After COVID-19 evacuations, volunteers fear for future of Peace Corps

 

By Amy Lieberman 

14 April 2020

 

Pedro Razo, one of the thousands of Peace Corps volunteers who were called back to the U.S. due to the coronavirus pandemic. Photo by: Jose M. Osorio / Abaca Press via Reuters NY

One month after COVID-19 prompted the Peace Corps to temporarily halt operations, former and prospective volunteers are wondering how the organization can regain its footing. Funding challenges could continue to complicate a return to normal, even once international travel and nonessential work resume, they said.

“A lot of us, when we saw the news of the worldwide evacuation, we immediately worried about the long-term survival of the Peace Corps. Peace Corps is one of those programs of soft diplomacy, based on partnership and the belief that development rises the tide and that rising tide helps communities empower themselves,” said Greg Emerson, a member of the New York City Peace Corps Association board and a former volunteer in Morocco and Peru.

“It seems a likely target for the current administration to further punish the people in government or the programs favored by Democratic voters. That said, who knows? I think it is a 50-50 chance that the Peace Corps survives at all,” Emerson continued.

The Peace Corps conducted its largest mass evacuation of more than 7,300 American volunteers from 61 countries in mid-March, as nations closed their borders and international airlines canceled flights.

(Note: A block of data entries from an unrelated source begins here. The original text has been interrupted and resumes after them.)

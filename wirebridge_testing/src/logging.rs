//! Serialised access to the global `logtest` capture.

use std::sync::{Mutex, MutexGuard, OnceLock, PoisonError};

use logtest::Logger;
use rstest::fixture;

/// Handle to the global logger with exclusive access.
///
/// This guard ensures tests do not interfere with each other's log capture by
/// serialising access to a [`logtest::Logger`].
pub struct LoggerHandle {
    guard: MutexGuard<'static, Logger>,
}

impl LoggerHandle {
    /// Acquire the global [`Logger`] instance and discard anything captured
    /// before this handle was taken.
    pub fn new() -> Self {
        static LOGGER: OnceLock<Mutex<Logger>> = OnceLock::new();

        let logger = LOGGER.get_or_init(|| Mutex::new(Logger::start()));
        // A test that panicked while holding the logger leaves it usable.
        let mut guard = logger.lock().unwrap_or_else(PoisonError::into_inner);
        while guard.pop().is_some() {}

        Self { guard }
    }

    /// Drain captured records, returning their rendered messages.
    pub fn drain_messages(&mut self) -> Vec<String> {
        let mut messages = Vec::new();
        while let Some(record) = self.guard.pop() {
            messages.push(record.args().to_owned());
        }
        messages
    }

    /// Whether any captured record's message contains `needle`. Consumes
    /// the captured records.
    pub fn contains(&mut self, needle: &str) -> bool {
        self.drain_messages().iter().any(|m| m.contains(needle))
    }
}

impl Default for LoggerHandle {
    fn default() -> Self { Self::new() }
}

impl std::ops::Deref for LoggerHandle {
    type Target = Logger;

    fn deref(&self) -> &Self::Target { &self.guard }
}

impl std::ops::DerefMut for LoggerHandle {
    fn deref_mut(&mut self) -> &mut Self::Target { &mut self.guard }
}

#[allow(
    unused_braces,
    reason = "rustc false positive for single line rstest fixtures"
)]
#[fixture]
pub fn logger() -> LoggerHandle { LoggerHandle::new() }
//! `wirebridge` binary: serve a bridge with a couple of built-in methods.

mod cli;

use std::{net::SocketAddr, sync::Arc, time::Duration};

use clap::Parser;
use serde_json::{Value, json};
use tracing_subscriber::EnvFilter;
use wirebridge::{
    Bridge,
    BridgeConfig,
    ConnectionPolicy,
    HandlerContext,
    HandlerError,
    TypeDetection,
    handler_fn,
    logging::TracingSink,
    server::BridgeServer,
};

fn config_from(cli: &cli::Cli) -> BridgeConfig {
    BridgeConfig::default()
        .with_connection_policy(if cli.reject_concurrent {
            ConnectionPolicy::Reject
        } else {
            ConnectionPolicy::Replace
        })
        .with_type_detection(if cli.lenient_type_detection {
            TypeDetection::Lenient
        } else {
            TypeDetection::Strict
        })
        .with_call_timeout(cli.call_timeout_ms.map(Duration::from_millis))
        .with_forward_logs(cli.forward_logs)
}

#[cfg(feature = "metrics")]
fn install_metrics(addr: Option<SocketAddr>) -> Result<(), Box<dyn std::error::Error>> {
    if let Some(addr) = addr {
        metrics_exporter_prometheus::PrometheusBuilder::new()
            .with_http_listener(addr)
            .install()?;
        tracing::info!("metrics exporter listening: addr={addr}");
    }
    Ok(())
}

#[cfg(not(feature = "metrics"))]
fn install_metrics(addr: Option<SocketAddr>) -> Result<(), Box<dyn std::error::Error>> {
    if addr.is_some() {
        tracing::warn!("--metrics-addr ignored: built without the metrics feature");
    }
    Ok(())
}

#[tokio::main]
async fn main() -> Result<(), Box<dyn std::error::Error>> {
    let cli = cli::Cli::parse();

    let filter =
        EnvFilter::try_from_default_env().unwrap_or_else(|_| EnvFilter::new(&cli.log_level));
    tracing_subscriber::fmt().with_env_filter(filter).init();

    install_metrics(cli.metrics_addr)?;

    let bridge = Bridge::builder()
        .config(config_from(&cli))
        .log_sink(Arc::new(TracingSink))
        .method(
            "ping",
            handler_fn(|_: HandlerContext, _: Value| async { Ok::<_, HandlerError>(json!("pong")) }),
        )?
        .method(
            "echo",
            handler_fn(|_: HandlerContext, params: Value| async move { Ok::<_, HandlerError>(params) }),
        )?
        .build();

    let addr = SocketAddr::new(cli.host, cli.port);
    BridgeServer::new(bridge).bind(addr)?.run().await?;
    Ok(())
}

The agency had completed regional and country evacuations before, such as during the Iraq War and the Ebola outbreak, but had never withdrawn all of its volunteers at once.

It is a 50-50 chance that the Peace Corps survives at all.
Greg Emerson, board member, New York City Peace Corps Association

The evacuation was chaotic for many volunteers based in remote locations, from Ukraine to Colombia, due to flight cancellations and a scramble to charter private planes. In some cases, volunteers had only a few hours to pack their things. The lack of flights restricted the organization’s ability to perform safe aeromedical evacuations for sick or injured volunteers, the Peace Corps press office told Devex in an email.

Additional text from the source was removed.